According to a cable from the United States Department of State, "at least 100 prisoners were summarily executed." The Peruvian government itself concluded that all 124 rebellious prisoners in Lurigancho prison died in the assault, and that no fewer than 90 were victims of extrajudicial executions.

The national and international scandal that resulted from this multiple crime was enormous. During President García's delayed visit to the scene of the events, he declared that there were two possibilities: "either they [the authors of the massacre] go or I go." Nevertheless, nothing was ever done to punish the guilty. Luis Giampietri, the naval officer in command of the operation, later became Alan García's vice president.

==Congressional inquiry==
The ensuing international outrage exerted enormous pressure on the Peruvian Government to establish an independent commission of inquiry. The Peruvian Congress quickly moved on to approve a special-mandated body in August 1986, but political negotiations regarding its composition dragged the appointment of its member for a whole year.

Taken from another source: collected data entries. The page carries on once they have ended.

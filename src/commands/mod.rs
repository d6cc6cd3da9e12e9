//! Admin, moderation, engagement and community commands
//!
//! Every command is guild-only and available both as a prefix and a slash command.

mod antinuke;
mod automod;
mod buttonrole;
mod giveaway;
mod jail;
mod purge;
mod ticket;
mod vanity;
mod welcome;

use crate::{Context, Data, Error};
use crate::moderation::{GuildModerationConfig, ViolationCategory};
use crate::store;

pub use antinuke::antinuke;
pub use automod::automod;
pub use buttonrole::buttonrole;
pub use giveaway::giveaway;
pub use jail::jail;
pub use purge::purge;
pub use ticket::ticket;
pub use vanity::{booster, vanity};
pub use welcome::welcome;

/// Every command the framework registers
#[must_use]
pub fn all() -> Vec<poise::Command<Data, Error>> {
    vec![
        antinuke(),
        automod(),
        booster(),
        buttonrole(),
        giveaway(),
        jail(),
        purge(),
        ticket(),
        vanity(),
        welcome(),
    ]
}

/// Bot owners, the guild owner, administrators and bypass admins may change settings
pub async fn can_configure(ctx: Context<'_>) -> Result<bool, Error> {
    let author = ctx.author().id;
    if ctx.data().settings.is_owner(author.get()) {
        return Ok(true);
    }
    let Some(guild_id) = ctx.guild_id() else {
        return Ok(false);
    };

    let roles = ctx
        .author_member()
        .await
        .map(|m| m.roles.clone())
        .unwrap_or_default();
    let (is_owner, is_admin) = match ctx.guild() {
        Some(guild) => (
            guild.owner_id == author,
            roles
                .iter()
                .filter_map(|id| guild.roles.get(id))
                .any(|role| role.permissions.administrator()),
        ),
        None => (false, false),
    };
    if is_owner || is_admin {
        return Ok(true);
    }

    let config = ctx.data().store().get_or_default(guild_id.get()).await?;
    Ok(config.bypass_admins.contains(&author.get()))
}

/// Guild id for a guild-only command
fn scope_id(ctx: Context<'_>) -> Result<u64, Error> {
    Ok(ctx
        .guild_id()
        .ok_or("This command only works in a server")?
        .get())
}

/// Apply `f` to the invoking guild's configuration and persist it
async fn update_config<F>(ctx: Context<'_>, f: F) -> Result<(), Error>
where
    F: FnOnce(&mut GuildModerationConfig) + Send + 'static,
{
    let scope_id = scope_id(ctx)?;
    store::modify(&**ctx.data().store(), scope_id, f).await?;
    Ok(())
}

/// Highest threshold the tracker window for `category` can reach
fn threshold_cap(ctx: Context<'_>, category: ViolationCategory) -> usize {
    ctx.data().moderation.settings().spec_for(category).capacity()
}

/// `"enabled"` / `"disabled"`
fn on_off(enabled: bool) -> &'static str {
    if enabled { "enabled" } else { "disabled" }
}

Finally, in August 1987 the ad-hoc commission of inquiry's configuration was agreed consisting of six senators and seven representatives. The 13-member body comprised twelve men and one woman, with six seats assigned to opposition parties and seven to the Government party (APRA) and allies. However, the chair was yielded to one opposition figure, Senator Rolando Ames Cobián. The commission was granted 4 months to complete its probe and ultimately became deadlocked between two irreconcilable blocks: one supported by the opposition congressmen's that criticised the state's response and one loyal to the regime, which wanted to avoid attributing responsibility for the abuses.